Should Sport Ireland have a role in dealing with this now?

"No," answered Menton without hesitation. "I think official Ireland is designing a quick-fix solution to bury this under the carpet. Let me say why I am critical of Sports Ireland's reform approach. The timing scale is ridiculous. Less than three months to the AGM in July. How are all the investigations to be completed? How is all the restructuring going to happen in that timescale? It's not.

"Is there any proposal in that to discuss with grassroots? Football in this county is owned by the clubs, the players, the referees....not by the board members, not by the council members, not by the leagues. It's owned by the clubs. Is there any idea that they are going to consult at that level? Not that I know of.

"Their proposal leaves the decision-making in the hands of people who have been complicit in creating this debalce. The biggest problem for me is the power block that is the FAI Council. It's 59 members but it consists of cabals. Of block voting. The provincial associations and junior council, they control 36 per cent of the votes. They block vote and they will resist change and Sport Ireland are asking them to lead change? Come on."

Menton added that he understands members of the senior council are now angling for the two board positions left vacant following the departure of Michael Cody (honorary secretary) and Eddie Murray (honorary treasurer). But he remains adamant that this can not be allowed to happen.

"I think all the board members, all the council members..they are all complicit," he added:

"What about the roles of the company secretaries in all this? What have they been doing over the past few years? And they are still involved in sport in this country. I think they should have no role in the future of football.

"The council are appointed by the members as their watchdog. They fell asleep.

"Even now, from what I am hearing, council members are maneuvering for advancement. There are two vacancies on the board in the Honorary Treasurer and Honorary Secretary role. People are maneuvering to get those roles. Do they have the skillset as an Honorary Treasurer to run an organisation of €50million (turnover) with very significant debt and facing, possibly, huge financial risks?

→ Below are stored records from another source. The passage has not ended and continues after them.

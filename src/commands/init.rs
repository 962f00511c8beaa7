//! The `init` command: create store directories for a new box.

use anyhow::{Result, bail};

use super::CommandSetup;
use crate::cli::{GlobalOpts, InitOpts};
use crate::error::ConfigError;
use crate::fsutil;
use crate::logging::Logger;

/// Run the init command.
///
/// Creates the `global/` and `boxes/<env>/<box>/` directories when missing.
/// With `--clone`, the new box directory is copied from an existing box
/// instead of being created empty.
///
/// # Errors
///
/// Returns an error if the configuration root is missing, a file occupies a
/// directory path, the clone source is absent, or the clone target already
/// exists.
pub fn run(global: &GlobalOpts, opts: &InitOpts, log: &Logger) -> Result<()> {
    let setup = CommandSetup::init(global, false, log)?;
    let dirs = &setup.dirs;

    if dirs.global_dir.is_file() {
        return Err(ConfigError::NotADirectory(dirs.global_dir.clone()).into());
    }
    if dirs.box_dir.is_file() {
        return Err(ConfigError::NotADirectory(dirs.box_dir.clone()).into());
    }

    log.stage("Initializing store");
    if dirs.global_dir.is_dir() {
        log.debug(&format!("exists {}", dirs.global_dir.display()));
    } else {
        std::fs::create_dir_all(&dirs.global_dir)?;
        log.info(&format!("created {}", dirs.global_dir.display()));
    }

    if let Some(clone) = &opts.clone {
        let [env, box_name] = clone.as_slice() else {
            bail!("--clone takes exactly two values: ENV BOX");
        };
        let source = dirs.sibling_box(env, box_name)?;
        if !source.is_dir() {
            return Err(ConfigError::MissingBoxDir(source).into());
        }
        if dirs.box_dir.exists() {
            bail!(
                "cannot clone into existing location at \"{}\"",
                dirs.box_dir.display()
            );
        }
        fsutil::copy_dir_recursive(&source, &dirs.box_dir)?;
        log.info(&format!("cloned into {}", dirs.box_dir.display()));
    } else if dirs.box_dir.is_dir() {
        log.debug(&format!("exists {}", dirs.box_dir.display()));
    } else {
        std::fs::create_dir_all(&dirs.box_dir)?;
        log.info(&format!("created {}", dirs.box_dir.display()));
    }

    Ok(())
}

"The Honorary Secretary is the compliance officer of the association. Does the person putting themselves forward for that role have the skillset to carry out that role in the current environment? I don't think that is important. They have the votes, probably, that's what's important to these people."

Menton also asked for current President Donal Conway to put the interests of Irish football ahead of his own, urging him to contact FIFA.

"Put the interests of Irish football ahead of your political preservation within football," he said.

"I have no doubt that a FIFA normalisation committee gives you the time, gives you the independence...we need to not only reform the board and the chief executive officer, we need to reform the political structures within football. We need to empower the clubs. We need to banish these cabals and reduce their influence and power. This is what we need to do and it's only and independent body that can do that.

"In a worst case scenario, I would say to the government...interfere, force a suspension, force a normalisation committee. This is what has happened in other countries around the world. Force FIFA to come on board because the current strategy is designed to fail. It's a quick fix by official Ireland to try brush this under the carpet."

Last weekend, The Sunday Times revealed that FIFA are looking into ticketing arrangements between the FAI and a Marcus Evans, owner of Ipswich Town, over ticket distribution for previous tournaments.

Menton said it was "disgraceful" that the FAI could agree to sell on up to 25 per cent of Irish fans tickets for corporate hospitality packages.  

"I think this investigation of the FAI has to go a lot further," he said. "It has to include the ticket deal between the FAI and Marcus Evans Limited, which Mark Tighe exposed two weeks ago.

"12.5 per cent of tickets for Irish away matches going to a corporate hospitality company? 25 per cent of tickets for [European Championships and World Cups in] Poland, possibly for France? That's disgraceful."